The Advantage Of The Minimum Wage

There is a lot of debate over the minimum wage. An internet search of the topic will return with almost unanimous condemnation of it. It is blamed for unreasonably pushing wages too high and causing unemployment. It is decried as a major cause of economic problems rather than the solution. However, these arguments are based upon over simplified ideas and graphs. Now, most of them look nice and are easy to understand, but they should be judged on how well they describe the real world. The simple fact is they don’t really.

The main argument is that if a workers marginal productivity is 5 euro, they cannot be paid 6 euro. Now this presumes that the boss knows what the workers marginal productivity is. If they worked individually in a factory, this is possible, but for most other workers it isn’t. For example if you go to the student bar and order a pint, what is the bartender’s productivity? Would measure the number of pints he pours? But you only need one bartender to do that, the others just reduce the time you’re waiting. What about the bouncers? Or the guy who cleans the toilets? If you stop and think of a job, the fact is it’s probably pretty hard to measure its marginal productivity. And low wage jobs are some the hardest to measure. So a workers wage is not based on an immovable and perfect law of economics, it really is just a guess.
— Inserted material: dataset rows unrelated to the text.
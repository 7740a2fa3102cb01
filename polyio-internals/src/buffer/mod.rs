//! Module containing the shared, growable byte buffer

mod data;
mod raw;
mod vtable;

pub use self::raw::{RawBufferGuard, RawDynamicBuffer};
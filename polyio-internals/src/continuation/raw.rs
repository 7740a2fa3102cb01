//! Type-erased continuation pointer types.
//!
//! This module encapsulates the `ptr` field of [`RawContinuation`] and
//! [`RawContinuationRef`], ensuring it is only visible within this module.
//! This visibility restriction guarantees the safety invariant: **the pointer
//! always points to a block allocated from the resource stored in its own
//! header, holding an initialized `ContinuationData<Args, M, C>`**.
//!
//! # Safety Invariant
//!
//! Since the `ptr` field can only be set via [`RawContinuation::new`] and
//! cannot be modified afterward, the pointer provenance remains valid
//! throughout the value's lifetime. The box is released exactly once: either
//! by [`RawContinuation::invoke`], which consumes the value, or by the `Drop`
//! implementation.
//!
//! # Type Erasure
//!
//! The concrete continuation type `C` is erased by casting to
//! `ContinuationData<Args, M, Erased>`. The completion arguments `Args` and
//! the metadata type `M` stay visible, so a box can only be invoked with the
//! argument tuple it was created for.

use core::{alloc::Layout, any::TypeId, marker::PhantomData, ptr::NonNull};

use crate::{
    continuation::data::ContinuationData,
    handlers::ContinuationHandler,
    memory::{AllocError, SharedResource},
    util::Erased,
};

/// An owned pointer to a [`ContinuationData`] that is guaranteed to point to
/// an initialized instance of a [`ContinuationData<Args, M, C>`] for some
/// specific `C`, though we do not know which actual `C` it is.
///
/// However, the pointer is allowed to transition into a non-initialized state
/// inside [`RawContinuation::invoke`] and the `Drop` implementation.
///
/// The value is neither [`Send`] nor [`Sync`]. Wrappers that only ever store
/// sendable continuations and metadata may implement those traits themselves.
#[repr(transparent)]
pub struct RawContinuation<Args: 'static, M: 'static> {
    /// Pointer to the inner continuation data
    ///
    /// # Safety
    ///
    /// The following safety invariants are guaranteed to be upheld as long as
    /// this struct exists:
    ///
    /// 1. The pointer was allocated by the resource stored in the header of
    ///    the pointee, using `Layout::new::<ContinuationData<Args, M, C>>()`.
    /// 2. The pointer will point to the same `ContinuationData<Args, M, C>`
    ///    for the entire lifetime of this object.
    /// 3. The pointee is properly initialized for the entire lifetime of this
    ///    object, except during the execution of `invoke` and `Drop`.
    ptr: NonNull<ContinuationData<Args, M, Erased>>,
}

impl<Args: 'static, M: 'static> RawContinuation<Args, M> {
    /// Moves `continuation` and `meta` into a block allocated from
    /// `resource`.
    ///
    /// The resource is the only one that will ever see the block, both for
    /// allocation and for deallocation. If the allocation fails, the
    /// continuation, the metadata and the resource handle are dropped before
    /// the error is returned.
    #[inline]
    pub fn new<C, H>(
        continuation: C,
        meta: M,
        resource: SharedResource,
    ) -> Result<Self, AllocError>
    where
        C: 'static,
        H: ContinuationHandler<C, Args>,
    {
        Self::new_or_return::<C, H>(continuation, meta, resource).map_err(|(error, _, _)| error)
    }

    /// Like [`RawContinuation::new`], but hands the continuation and the
    /// metadata back to the caller if the allocation fails.
    #[inline]
    pub fn new_or_return<C, H>(
        continuation: C,
        meta: M,
        resource: SharedResource,
    ) -> Result<Self, (AllocError, C, M)>
    where
        C: 'static,
        H: ContinuationHandler<C, Args>,
    {
        let layout = Layout::new::<ContinuationData<Args, M, C>>();
        let block = match resource.as_resource().allocate(layout) {
            Ok(block) => block,
            Err(error) => return Err((error, continuation, meta)),
        };
        let ptr: NonNull<ContinuationData<Args, M, C>> = block.cast();
        debug_assert!(ptr.as_ptr().is_aligned());

        let data = ContinuationData::new::<H>(continuation, meta, resource);
        // SAFETY: The block is valid for writes of `layout.size()` bytes and
        // aligned to `layout.align()`, which is guaranteed by the contract of
        // `MemoryResource`.
        unsafe {
            // @add-unsafe-context: ContinuationData
            ptr.as_ptr().write(data);
        }

        Ok(Self {
            ptr: ptr.cast::<ContinuationData<Args, M, Erased>>(),
        })
    }

    /// Returns a reference to the [`ContinuationData`] instance.
    #[inline]
    pub fn as_ref(&self) -> RawContinuationRef<'_, Args, M> {
        RawContinuationRef {
            ptr: self.ptr,
            _marker: PhantomData,
        }
    }

    /// Frees the box and calls the continuation with `args`.
    ///
    /// The memory is returned to its resource before the continuation runs.
    #[inline]
    pub fn invoke(self, args: Args) {
        let vtable = self.as_ref().vtable();
        let ptr = self.ptr;
        core::mem::forget(self);

        // SAFETY:
        // 1. The pointer was allocated from the resource in its header
        //    (guaranteed by `RawContinuation::new`)
        // 2. The vtable returned by `self.as_ref().vtable()` is guaranteed to
        //    match the data in the `ContinuationData`.
        // 3. `self` was forgotten above, so the pointer is not used again.
        unsafe {
            // @add-unsafe-context: ContinuationData
            vtable.invoke(ptr, args);
        }
    }
}

impl<Args: 'static, M: 'static> core::ops::Drop for RawContinuation<Args, M> {
    #[inline]
    fn drop(&mut self) {
        let vtable = self.as_ref().vtable();

        // SAFETY:
        // 1. The pointer was allocated from the resource in its header
        //    (guaranteed by `RawContinuation::new`)
        // 2. The vtable returned by `self.as_ref().vtable()` is guaranteed to
        //    match the data in the `ContinuationData`.
        // 3. The pointer is initialized and has not been previously freed as
        //    guaranteed by the invariants on this type. We are in the drop
        //    function, so the pointer is not used afterwards.
        unsafe {
            // @add-unsafe-context: ContinuationData
            vtable.destroy(self.ptr);
        }
    }
}

/// A lifetime-bound pointer to a [`ContinuationData`] that is guaranteed to
/// point to an initialized instance of a [`ContinuationData<Args, M, C>`] for
/// some specific `C`, though we do not know which actual `C` it is.
#[repr(transparent)]
pub struct RawContinuationRef<'a, Args: 'static, M: 'static> {
    /// Pointer to the inner continuation data
    ///
    /// # Safety
    ///
    /// The following safety invariants are guaranteed to be upheld as long as
    /// this struct exists:
    ///
    /// 1. The pointer points to an initialized `ContinuationData<Args, M, C>`
    ///    for some `C`, owned by a live [`RawContinuation`].
    /// 2. The pointer will point to the same `ContinuationData<Args, M, C>`
    ///    for the entire lifetime of this object.
    ptr: NonNull<ContinuationData<Args, M, Erased>>,

    /// Marker to tell the compiler that we should
    /// behave the same as a `&'a ContinuationData<Args, M, Erased>`
    _marker: PhantomData<&'a ContinuationData<Args, M, Erased>>,
}

impl<Args: 'static, M: 'static> Clone for RawContinuationRef<'_, Args, M> {
    #[inline]
    fn clone(&self) -> Self {
        *self
    }
}

impl<Args: 'static, M: 'static> Copy for RawContinuationRef<'_, Args, M> {}

impl<'a, Args: 'static, M: 'static> RawContinuationRef<'a, Args, M> {
    /// Returns a raw pointer to the [`ContinuationData`] instance.
    #[inline]
    pub(super) fn as_ptr(self) -> *const ContinuationData<Args, M, Erased> {
        self.ptr.as_ptr()
    }

    /// Returns the [`TypeId`] of the continuation.
    #[inline]
    pub fn continuation_type_id(self) -> TypeId {
        self.vtable().type_id()
    }

    /// Returns the [`core::any::type_name`] of the continuation.
    #[inline]
    pub fn continuation_type_name(self) -> &'static str {
        self.vtable().type_name()
    }

    /// Returns the [`TypeId`] of the handler the continuation is invoked with.
    #[inline]
    pub fn handler_type_id(self) -> TypeId {
        self.vtable().handler_type_id()
    }
}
Another assumption is that workers are never under paid. The logic is that if a worker was under paid, a rival firm would offer a higher wage to them. This might be true for say, a manager, but not for someone doing a menial job. Can anyone honestly tell me that a rival company will tell someone working in McDonalds, I like the way you mop the floor or I like the way you work the deep fat fryer, come work for me. It simply doesn’t happen. There are no head-hunters scouting for low wage workers.

So it’s quite possible, in fact pretty likely, that workers can get under paid. But it could be argued that if wages are too low, people just won’t take a job. But if you have the rent to pay, you’re going to get a job no matter what the pay is. But some would say why don’t they ask the boss for a rise or form a union. But take a look at who low wage workers are. Teenagers, immigrants and women. If I asked you to give me a list of the people least likely to confront their boss, least likely cause any trouble that would be it. This is why the government must force the firms to comply. The government has to stand up for those who can’t do it themselves. Another reason is that even if the boss was kind enough to give them a raise, if no other company did it, he would be uncompetitive and go out of business. That is why the government must force all businesses to comply.
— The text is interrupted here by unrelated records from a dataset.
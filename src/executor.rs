//! Scheduling contexts.
//!
//! polyio does not run anything on its own. Completions are delivered by
//! handing a [`Job`] to an [`Executor`], an opaque, cloneable handle to some
//! [`Scheduler`] implementation: a thread pool, an event loop, or the simple
//! [`RunQueue`] provided here for tests and single-threaded programs.
//!
//! Executors compare equal when they refer to the same scheduler instance.
//!
//! # Examples
//!
//! ```
//! use std::sync::{Arc, atomic::{AtomicUsize, Ordering}};
//!
//! use polyio::executor::{Job, RunQueue};
//!
//! let queue = RunQueue::new();
//! let executor = queue.executor();
//! let counter = Arc::new(AtomicUsize::new(0));
//!
//! let c = counter.clone();
//! executor.post(Job::new(move || {
//!     c.fetch_add(1, Ordering::SeqCst);
//! }));
//!
//! // Nothing runs until the queue is driven.
//! assert_eq!(counter.load(Ordering::SeqCst), 0);
//! assert_eq!(queue.run(), 1);
//! assert_eq!(counter.load(Ordering::SeqCst), 1);
//! ```

use std::{cell::Cell, collections::VecDeque, fmt};

use triomphe::Arc;
use unsize::CoerceUnsize;

/// A unit of work handed to a [`Scheduler`].
pub struct Job(Box<dyn FnOnce() + Send>);

impl Job {
    /// Wraps `f` into a job.
    #[inline]
    pub fn new<F: FnOnce() + Send + 'static>(f: F) -> Self {
        Self(Box::new(f))
    }

    /// Runs the job, consuming it.
    #[inline]
    pub fn run(self) {
        (self.0)()
    }
}

impl fmt::Debug for Job {
    fn fmt(&self, f: &mut fmt::Formatter<'_>) -> fmt::Result {
        f.write_str("Job")
    }
}

/// A scheduling runtime that jobs can be submitted to.
///
/// Only [`post`](Scheduler::post) is required. The other methods have
/// defaults that are correct for any scheduler, but a scheduler that knows
/// which thread it runs on should override
/// [`running_in_this_thread`](Scheduler::running_in_this_thread) so that
/// [`dispatch`](Scheduler::dispatch) can run jobs immediately.
pub trait Scheduler: Send + Sync + 'static {
    /// Queues `job` for later execution. Never runs it on the caller's stack.
    fn post(&self, job: Job);

    /// Runs `job` immediately if the caller is already inside this scheduler,
    /// otherwise queues it.
    fn dispatch(&self, job: Job) {
        if self.running_in_this_thread() {
            job.run();
        } else {
            self.post(job);
        }
    }

    /// Queues `job` as a continuation of the currently running job.
    ///
    /// Schedulers may use this to batch work; the default simply posts.
    fn defer(&self, job: Job) {
        self.post(job);
    }

    /// Returns `true` if the calling thread is currently running a job of
    /// this scheduler.
    fn running_in_this_thread(&self) -> bool {
        false
    }
}

/// A shared handle to a [`Scheduler`].
#[derive(Clone)]
pub struct Executor(Arc<dyn Scheduler>);

impl Executor {
    /// Wraps `scheduler` in a new executor handle.
    pub fn new<S: Scheduler>(scheduler: S) -> Self {
        Self::from_arc(Arc::new(scheduler))
    }

    /// Creates an executor handle from an already shared scheduler.
    ///
    /// Handles created from clones of the same `Arc` compare equal.
    pub fn from_arc<S: Scheduler>(scheduler: Arc<S>) -> Self {
        Self(scheduler.unsize(unsize::Coercion!(to dyn Scheduler)))
    }

    /// Returns the scheduler behind this handle.
    #[inline]
    pub fn scheduler(&self) -> &dyn Scheduler {
        &*self.0
    }

    /// See [`Scheduler::post`].
    #[inline]
    pub fn post(&self, job: Job) {
        self.0.post(job)
    }

    /// See [`Scheduler::dispatch`].
    #[inline]
    pub fn dispatch(&self, job: Job) {
        self.0.dispatch(job)
    }

    /// See [`Scheduler::defer`].
    #[inline]
    pub fn defer(&self, job: Job) {
        self.0.defer(job)
    }

    /// See [`Scheduler::running_in_this_thread`].
    #[inline]
    pub fn running_in_this_thread(&self) -> bool {
        self.0.running_in_this_thread()
    }

    /// Returns the address of the scheduler, for diagnostics.
    #[inline]
    pub fn addr(&self) -> usize {
        (&*self.0 as *const dyn Scheduler).cast::<()>() as usize
    }
}

impl PartialEq for Executor {
    fn eq(&self, other: &Self) -> bool {
        core::ptr::addr_eq(&*self.0, &*other.0)
    }
}

impl Eq for Executor {}

impl fmt::Debug for Executor {
    fn fmt(&self, f: &mut fmt::Formatter<'_>) -> fmt::Result {
        write!(f, "Executor({:#x})", self.addr())
    }
}

thread_local! {
    /// Address of the queue whose job is running on this thread, or 0.
    static CURRENT_QUEUE: Cell<usize> = const { Cell::new(0) };
}

/// Shared state of a [`RunQueue`].
struct QueueState {
    jobs: spin::Mutex<VecDeque<Job>>,
}

impl QueueState {
    fn addr(&self) -> usize {
        self as *const Self as usize
    }
}

impl Scheduler for QueueState {
    fn post(&self, job: Job) {
        self.jobs.lock().push_back(job);
    }

    fn running_in_this_thread(&self) -> bool {
        CURRENT_QUEUE.with(|current| current.get() == self.addr())
    }
}

/// Marks the queue as running on this thread until dropped.
struct RunningGuard {
    previous: usize,
}

impl RunningGuard {
    fn enter(state: &QueueState) -> Self {
        let previous = CURRENT_QUEUE.with(|current| current.replace(state.addr()));
        Self { previous }
    }
}

impl Drop for RunningGuard {
    fn drop(&mut self) {
        CURRENT_QUEUE.with(|current| current.set(self.previous));
    }
}

/// A first-in, first-out job queue driven by the thread that calls
/// [`run`](RunQueue::run).
///
/// Jobs may be posted from any thread. While a job runs, the queue reports
/// [`running_in_this_thread`](Scheduler::running_in_this_thread) on the
/// driving thread, so dispatched jobs run inline there.
pub struct RunQueue {
    state: Arc<QueueState>,
}

impl RunQueue {
    /// Creates an empty queue.
    pub fn new() -> Self {
        Self {
            state: Arc::new(QueueState {
                jobs: spin::Mutex::new(VecDeque::new()),
            }),
        }
    }

    /// Returns an executor that submits jobs to this queue.
    pub fn executor(&self) -> Executor {
        Executor::from_arc(self.state.clone())
    }

    /// Runs the oldest queued job, if any. Returns `true` if a job ran.
    pub fn run_one(&self) -> bool {
        let Some(job) = self.state.jobs.lock().pop_front() else {
            return false;
        };

        let _running = RunningGuard::enter(&self.state);
        tracing::trace!(queue = self.state.addr(), "running job");
        job.run();
        true
    }

    /// Runs jobs until the queue is empty, including jobs queued by the jobs
    /// themselves. Returns the number of jobs that ran.
    pub fn run(&self) -> usize {
        let mut count = 0;
        while self.run_one() {
            count += 1;
        }
        count
    }

    /// Runs only the jobs that were queued when this method was called.
    /// Returns the number of jobs that ran.
    pub fn poll(&self) -> usize {
        let ready = self.len();
        let mut count = 0;
        while count < ready && self.run_one() {
            count += 1;
        }
        count
    }

    /// The number of queued jobs.
    pub fn len(&self) -> usize {
        self.state.jobs.lock().len()
    }

    /// Returns `true` if no jobs are queued.
    pub fn is_empty(&self) -> bool {
        self.len() == 0
    }
}

impl Default for RunQueue {
    fn default() -> Self {
        Self::new()
    }
}

impl fmt::Debug for RunQueue {
    fn fmt(&self, f: &mut fmt::Formatter<'_>) -> fmt::Result {
        f.debug_struct("RunQueue")
            .field("addr", &format_args!("{:#x}", self.state.addr()))
            .field("len", &self.len())
            .finish()
    }
}

#[cfg(test)]
mod tests {
    use std::sync::Mutex;

    use super::*;

    #[test]
    fn test_executor_identity() {
        let queue = RunQueue::new();
        let other = RunQueue::new();

        assert_eq!(queue.executor(), queue.executor());
        assert_ne!(queue.executor(), other.executor());
    }

    #[test]
    fn test_run_queue_fifo() {
        let queue = RunQueue::new();
        let executor = queue.executor();
        let order = std::sync::Arc::new(Mutex::new(Vec::new()));

        for i in 0..3 {
            let order = order.clone();
            executor.post(Job::new(move || order.lock().unwrap().push(i)));
        }

        assert_eq!(queue.len(), 3);
        assert_eq!(queue.run(), 3);
        assert_eq!(*order.lock().unwrap(), vec![0, 1, 2]);
        assert!(queue.is_empty());
    }

    #[test]
    fn test_dispatch_inline_only_inside_queue() {
        let queue = RunQueue::new();
        let executor = queue.executor();
        let order = std::sync::Arc::new(Mutex::new(Vec::new()));

        // Outside of `run` dispatch behaves like post.
        {
            let order = order.clone();
            executor.dispatch(Job::new(move || order.lock().unwrap().push("outside")));
        }
        assert!(order.lock().unwrap().is_empty());

        {
            let order = order.clone();
            let inner = executor.clone();
            executor.post(Job::new(move || {
                assert!(inner.running_in_this_thread());
                let nested = order.clone();
                inner.dispatch(Job::new(move || nested.lock().unwrap().push("dispatched")));
                order.lock().unwrap().push("after dispatch");
            }));
        }

        queue.run();
        assert_eq!(
            *order.lock().unwrap(),
            vec!["outside", "dispatched", "after dispatch"]
        );
        assert!(!executor.running_in_this_thread());
    }

    #[test]
    fn test_poll_skips_new_jobs() {
        let queue = RunQueue::new();
        let executor = queue.executor();

        let inner = executor.clone();
        executor.post(Job::new(move || inner.post(Job::new(|| {}))));

        assert_eq!(queue.poll(), 1);
        assert_eq!(queue.len(), 1);
        assert_eq!(queue.poll(), 1);
        assert_eq!(queue.poll(), 0);
    }

    #[test]
    fn test_post_from_other_thread() {
        let queue = RunQueue::new();
        let executor = queue.executor();

        std::thread::spawn(move || {
            assert!(!executor.running_in_this_thread());
            executor.post(Job::new(|| {}));
        })
        .join()
        .unwrap();

        assert_eq!(queue.run(), 1);
    }

    #[test]
    fn test_send_sync() {
        static_assertions::assert_impl_all!(Executor: Send, Sync);
        static_assertions::assert_impl_all!(Job: Send);
        static_assertions::assert_impl_all!(RunQueue: Send, Sync);
    }
}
In fact the strongest argument in against the traditional view of the minimum wage is that it doesn’t hold true in real life. There is the famous Krueger and Card study that concluded that “We find no indication that the rise in the minimum wage reduced Employment.”Most recent studies find that it has only a slight effect on employment. It either slightly increases or slightly decreases employment. Either way it does not result in the mass unemployment predicted in the traditional argument. Look at this review of recent studies. It concludes that there probably are unemployment effects, but it is extremely slight. We can increase the minimum wage and boost the income of the lowest wage workers with only slight effects on employment. In order words the benefits far outweigh the negatives. A theory must stand on how it reflects real life. If it is unrealistic it must be ditched. The traditional theory of the minimum wage is unrealistic.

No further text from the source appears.